Einleitung: Is Beauty Only Skin Deep?

Sander L. Gilman

Recently Nigel E. Drury of the University of Southampton University Hospital published a paper summarizing the evolutionary biological claims for the existence of beauty. [1] At the center of his claim is the notion that symmetry lies at the very heart of the beautiful, from Phidas to the present. Our brains and especially our visual cortex are pro- grammed, Drury argues, to see symmetrical things and to respond to them with a favorable affect. This is what underlies the desire to reproduce with those who are symmetrical. Sex is the result of symmetry and beauty is indeed skin deep, but this skin is read as enclosing one who is a better mate. Drury ends his piece with the assumption that the only symmetry that exists is in the female figure and thus signifies the choice of mate for the male: Beauty „has become a principally male concept of favourable female appearance, not through social conventions but via evolution.“ [2] He does not deny that women can experience beauty but comments that „women do not innately possess the same allure to the female form as do men.“ [3] Now, giving some credence that radical asymmetry is often associated with the misperception of the nature of the body, as when bodily or facial disfigurement is read as indicating some type of mental deficiency, there is a sense that cultures often do confuse the inside and the outside of people. But to assume that symmetry is a universal ideal and that only men that are hard-wired respond to it, makes light of two rather striking aspects of our modern world: first, the idea that the „male“ and the „female“ are radically different in their sense of the beautiful and that second, beauty is somehow only rooted in its biological ends.
In the past hundred years the globalized world of modern medicine has developed modern aesthetic surgery. [4] Its purpose is to make human beings happier through the surgical alteration of their bodies. Its initial patient population was gender balanced. The first nose jobs were undertaken on men; the first face lifts on women; the first breast reductions on men; the first breast enlargements on women. It is the case that over the course of the twentieth century aesthetic surgery attracted more and more women to its procedures. It is also very clear that the pattern of the last two decades of the twentieth century saw a growing parity between men and women undertaking aesthetic procedures. All wanted to enhance their appearance and become happier. All sought this for a wide range of different motivations from the improvement of the social life to the improvement of the economic status.
It is true that the first aesthetic surgeons, especially those in Germany, truly did adapt the Greek notion of symmetry as their model. Classical models of the body were available such as those provided by the Viennese anatomist and physiologist, Ernst Brücke (1819-1892).
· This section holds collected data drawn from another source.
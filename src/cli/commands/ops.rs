use super::tenant_context;
use crate::cli::parser::{Commands, OpsAction};
use crate::config::Config;
use crate::core::ops::OpsLogic;
use crate::db::pool::DbPool;
use crate::db::queries::list_operations;
use crate::errors::AppResult;
use crate::models::operation::{Operation, OperationStatus};
use crate::ui::messages::{info, success};
use crate::utils::colors::{RESET, color_for_status};
use crate::utils::describe_operation;
use crate::utils::table::{Column, Table};

pub fn handle(cmd: &Commands, cfg: &Config) -> AppResult<()> {
    let Commands::Ops { action } = cmd else {
        return Ok(());
    };

    let pool = DbPool::open(cfg.database_path())?;
    let ctx = tenant_context(cfg);

    match action {
        OpsAction::List { id, json } => {
            let stored = list_operations(&pool.conn, &ctx, *id)?;

            if *json {
                println!("{}", serde_json::to_string_pretty(&stored)?);
            } else if stored.is_empty() {
                info(format!("No operations stored for event {}.", id));
            } else {
                let rows: Vec<(Option<i64>, &Operation)> =
                    stored.iter().map(|s| (Some(s.id), &s.operation)).collect();
                print!("{}", render_operations(&rows));
            }
        }

        OpsAction::Status { op_id, status } => {
            let next = OperationStatus::from_code(status)?;
            let op = OpsLogic::set_status(&pool.conn, &ctx, *op_id, next)?;
            success(format!(
                "Operation {} ({} on {}) is now {}.",
                op.id,
                op.operation.kind.to_db_str(),
                op.operation.date_str(),
                next.to_db_str()
            ));
        }
    }

    Ok(())
}

/// Table of operations; `id` is blank for unsaved ones.
pub fn render_operations(rows: &[(Option<i64>, &Operation)]) -> String {
    let mut table = Table::new(vec![
        Column::new("ID", 5),
        Column::new("DATE", 10),
        Column::new("TIME", 5),
        Column::new("TYPE", 14),
        Column::new("VEHICLE", 7),
        Column::new("MIN", 4),
        Column::new("STATUS", 11),
        Column::new("NOTES", 0),
    ]);

    for (id, op) in rows {
        let (label, _) = describe_operation(op.kind);
        table.add_row(vec![
            id.map(|i| i.to_string()).unwrap_or_default(),
            op.date_str(),
            op.time_str(),
            label,
            op.vehicle_class.to_db_str().to_string(),
            op.duration_minutes.to_string(),
            op.status.to_db_str().to_string(),
            op.notes.clone(),
        ]);
    }

    // Color whole lines by type/status, padding stays aligned.
    let rendered = table.render();
    let mut out = String::new();
    for (i, line) in rendered.lines().enumerate() {
        match i.checked_sub(1).and_then(|r| rows.get(r)) {
            Some((_, op)) => {
                let status_color = color_for_status(op.status.to_db_str());
                let color = if status_color == RESET {
                    describe_operation(op.kind).1
                } else {
                    status_color
                };
                out.push_str(&format!("{color}{line}{RESET}\n"));
            }
            None => out.push_str(&format!("{line}\n")),
        }
    }
    out
}
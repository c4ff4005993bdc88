use crate::core::ports::{EventSource, OperationStore};
use crate::core::replace::ScheduleReplacer;
use crate::core::strategy::FallbackGenerator;
use crate::errors::AppResult;
use crate::models::operation::Operation;
use crate::models::schedule_diff::{AuditContext, GenerationPath, ScheduleDiff};
use crate::models::tenant::TenantContext;

/// End-to-end regeneration of one event's schedule.
pub struct RegenerateLogic;

impl RegenerateLogic {
    /// Load the event, generate through the fallback chain, no persistence.
    pub fn preview(
        ctx: &TenantContext,
        event_id: i64,
        source: &mut dyn EventSource,
        generator: &FallbackGenerator,
    ) -> AppResult<(Vec<Operation>, GenerationPath)> {
        let event = source.load_event(ctx, event_id)?;
        generator.generate(&event)
    }

    /// Load → generate → replace. Returns the diff of the replacement.
    pub fn apply(
        ctx: &TenantContext,
        event_id: i64,
        source: &mut dyn EventSource,
        generator: &FallbackGenerator,
        replacer: &ScheduleReplacer,
        store: &mut dyn OperationStore,
    ) -> AppResult<ScheduleDiff> {
        let event = source.load_event(ctx, event_id)?;
        let (ops, path) = generator.generate(&event)?;

        let context = AuditContext {
            path,
            event_class: event.class,
            origin: event.window.origin,
        };
        replacer.replace(ctx, event_id, &ops, &context, store)
    }
}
Brücke, later one of Sigmund Freud’s favorite teachers, published his handbook of the anatomical „beauty“ of the body in 1891. As lecturer in anatomy at the Berlin Academy of Arts, he presented a normative body based on classic aesthetics. Brücke used Michelangelo’s sculptures of the female breast as the model for the perfect breast and the classical Greek sculpture known as the Diadumenos for the perfect male torso. The perfect female body is pubescent, unmarked by childbirth, but prepared for it; the perfect male body is also unmarked, here by circumcision. The Greek body is the German body in its classical perfection. J. J. Winckelmann had developed the ideology of Greekness as the ideal body form in the late eighteenth century. The identification became more and more radical in the course of the nineteenth century as „Greece“ (both classical and modern) came to serve many ideological purposes in German culture. And one of those functions was to distinguish Hebrew from Hellene, Jew from German.
Brücke’s image of the beautiful draws on Kantian notions of „clas- sical“ perfection, but uses them to stress the values of his contemporary society. The aesthetics of high art were, according to Brücke’s assumption, rooted in an idea of art as imitation. Works of art imitated the most beautiful human beings, rather than creating ideal types. Brücke’s ideal body is that of Greek sculpture. He imagines the body as symmetrical, according to the guidelines extrapolated from classical models by nineteenth-century art history. These are themselves idealized models which stress a perfect, symmetrical physique for men and women. Brücke presents the „real“ image of the beautiful foot and leg. The beautiful foot is not the flat foot, at least according to Brücke. [5] The flat foot, as I have shown in detail elsewhere, is the foot of the black and the Jew in fin-de-siècle European medicine, a foot that disqualifies the possessor from ever being fully a citizen of the modern European state. [6] The idealized image of the beautiful also represents the healthy and the good.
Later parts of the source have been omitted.